Comprenez, la diversité des idées est grande dans l'Église. Certes, et
cela
ne date pas d'hier. De là à penser qu'il est concevable de faire
cohabiter des prêtres conciliaires avec d'autres persuadés que ce qui
s'est passé entre 1962 et 1965 fut une catastrophe pour
l'Église de toujours, le pas est grand.
La différence majeure entre l’hypothétique arrivée des Lefebvristes
dans l'Église romaine et la présence de quelques prêtres un peu
hérétiques, vient du fait que ces derniers n'ont pas
l'arrogance des premiers. L’Église peut, doit vivre, et vit depuis
toujours une grande diversité.
Ainsi la présence de l'Opus dei en France, si elle a interrogé au
début, est acceptée parce que ces membres partagent 99% des convictions
de la majorité et acceptent la pluralité et le jeu
collectif de la vie des diocèses.
L'expérience du Bon Pasteur est un échec cuisant dans ce domaine.
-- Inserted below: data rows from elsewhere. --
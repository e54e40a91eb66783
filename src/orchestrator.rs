//! # Search-and-Summarize Orchestrator
//!
//! Drives one query from search through extraction and summarization to an
//! ordered list of summaries.
//!
//! ## Policy
//!
//! - Search failures count as "no candidates".
//! - A candidate that cannot be extracted or summarized is skipped; it never
//!   affects the others.
//! - Processing stops once [`SUMMARY_QUOTA`] summaries exist. With concurrency
//!   above one, outstanding candidate work is dropped at that point.
//! - If search found candidates but none produced a summary, the run fails with
//!   [`Error::AllSourcesUnsummarizable`] so callers can tell "nothing exists"
//!   apart from "everything we found was unreadable".

use std::sync::Arc;

use futures::StreamExt;
use futures::stream;
use serde::{Deserialize, Serialize};
use tracing::{debug, info, instrument, warn};

use crate::config::{Config, MAX_CANDIDATES, SUMMARY_QUOTA};
use crate::error::{Error, Result};
use crate::extractor::{ContentExtractor, Extractor, ExtractorConfig};
use crate::model::gemini_completion_model;
use crate::search::{GoogleSearch, SearchProvider, SearchResult};
use crate::summarizer::{ArticleSummarizer, Summarizer, SummaryContext};

/// Title used when neither the page nor the search result has one
pub const UNTITLED: &str = "Untitled";

/// One summarized article
#[derive(Debug, Clone, PartialEq, Eq, Serialize, Deserialize)]
pub struct SummaryItem {
    pub title: String,
    pub url: String,
    /// Markdown bullet summary
    #[serde(rename = "summary")]
    pub summary_markdown: String,
}

/// Turns queries into summaries
pub struct Orchestrator {
    search: Arc<dyn SearchProvider>,
    extractor: Arc<dyn ContentExtractor>,
    summarizer: Arc<dyn Summarizer>,
    max_candidates: usize,
    quota: usize,
    concurrency: usize,
}

impl Orchestrator {
    /// Assemble an orchestrator from its collaborators
    pub fn new(
        search: Arc<dyn SearchProvider>,
        extractor: Arc<dyn ContentExtractor>,
        summarizer: Arc<dyn Summarizer>,
    ) -> Self {
        Self {
            search,
            extractor,
            summarizer,
            max_candidates: MAX_CANDIDATES,
            quota: SUMMARY_QUOTA,
            concurrency: 1,
        }
    }

    /// Build the production pipeline: Google search, default extraction chain, Gemini
    ///
    /// Fails with [`Error::Configuration`] if a credential is missing.
    pub fn from_config(config: &Config) -> Result<Self> {
        let credentials = config.credentials()?;

        let search = GoogleSearch::new(credentials.google_api_key, credentials.google_cse_id)?;
        let extractor = Extractor::new(&ExtractorConfig::default())?;
        let model = gemini_completion_model(&credentials.gemini_api_key, &config.model);
        let summarizer = ArticleSummarizer::new(model, config.summarize_timeout);

        Ok(Self::new(Arc::new(search), Arc::new(extractor), Arc::new(summarizer))
            .with_concurrency(config.concurrency))
    }

    /// Process up to `concurrency` candidates at a time (minimum 1)
    pub fn with_concurrency(mut self, concurrency: usize) -> Self {
        self.concurrency = concurrency.max(1);
        self
    }

    /// Override the number of summaries to collect
    pub fn with_quota(mut self, quota: usize) -> Self {
        self.quota = quota;
        self
    }

    /// Run a query end to end
    #[instrument(skip(self))]
    pub async fn run(&self, query: &str) -> Result<Vec<SummaryItem>> {
        let query = query.trim();
        if query.is_empty() {
            return Err(Error::InvalidInput("Search query cannot be empty.".to_string()));
        }

        let candidates = match self.search.search(query, self.max_candidates).await {
            Ok(candidates) => candidates,
            Err(e) => {
                warn!(error = %e, "Search failed; continuing with no candidates");
                Vec::new()
            }
        };
        info!("Search returned {} candidates", candidates.len());

        let mut items: Vec<SummaryItem> = Vec::new();
        if self.quota > 0 {
            let mut outcomes = stream::iter(candidates.iter().cloned())
                .map(|candidate| self.process(candidate))
                .buffered(self.concurrency);

            while let Some(outcome) = outcomes.next().await {
                if let Some(item) = outcome {
                    items.push(item);
                    if items.len() >= self.quota {
                        debug!("Quota of {} reached", self.quota);
                        break;
                    }
                }
            }
        }

        if !candidates.is_empty() && items.is_empty() {
            warn!(
                candidates = candidates.len(),
                "No candidate could be summarized"
            );
            return Err(Error::AllSourcesUnsummarizable);
        }

        info!("Produced {} summaries", items.len());
        Ok(items)
    }

    /// Extract and summarize one candidate; `None` means skip it
    async fn process(&self, candidate: SearchResult) -> Option<SummaryItem> {
        let url = candidate.url.as_deref().filter(|u| !u.trim().is_empty())?;

        let content = match self.extractor.extract(url).await {
            Ok(content) => content,
            Err(e) => {
                debug!(url, error = %e, "Skipping candidate");
                return None;
            }
        };

        let context = SummaryContext {
            title: content.title.clone(),
            url: url.to_string(),
            date_iso: content.published_at.map(|d| d.to_rfc3339()),
        };

        let summary = match self.summarizer.summarize(&content.body, &context).await {
            Ok(Some(summary)) if !summary.trim().is_empty() => summary,
            Ok(_) => {
                warn!(url, "Summarizer returned nothing");
                return None;
            }
            Err(e) => {
                warn!(url, error = %e, "Summarization failed");
                return None;
            }
        };

        let title = content
            .title
            .or(candidate.title)
            .filter(|t| !t.trim().is_empty())
            .unwrap_or_else(|| UNTITLED.to_string());

        Some(SummaryItem {
            title,
            url: url.to_string(),
            summary_markdown: summary,
        })
    }
}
L'intransigeance et la certitude de détenir l'unique vérité demeurent
chez les prêtres et les fidèles de cet institut. L'argument
de Don Laurent Touze (ainsi que les professeurs sont appelés en
Italie) ne tient donc pas. En France, l'arrivée de Lefebvristes, sauf un
très improbable reniement complet de leurs théories - de
l'ordre du lavage de cerveau - seraient une catastrophe aux
conséquences incommensurables.
Et si le jour funeste d'un accord à Rome devait arriver, je
donnerais cher pour assister à la consultation canonique du cardinal
Vingt-Trois, préalable à l'intégration dans nos diocèse de membres
de la Fraternité. Comme son prédécesseur et mentor Jean-Marie
Lustiger, le président de la Conférence des Évêques de France n'a jamais
porté les lefebvristes dans son cœur. Osera-t-il dire non
pour protéger une Église de France déjà fragile ou cédera-t-il
devant Rome (voir un de
mes billets précédents)?
Espérons que les tous prochains événements nous mettent à l'abri de
cette funeste décision. Qu'on en finisse une fois pour toute avec ce
mariage impossible et à éviter à tout prix.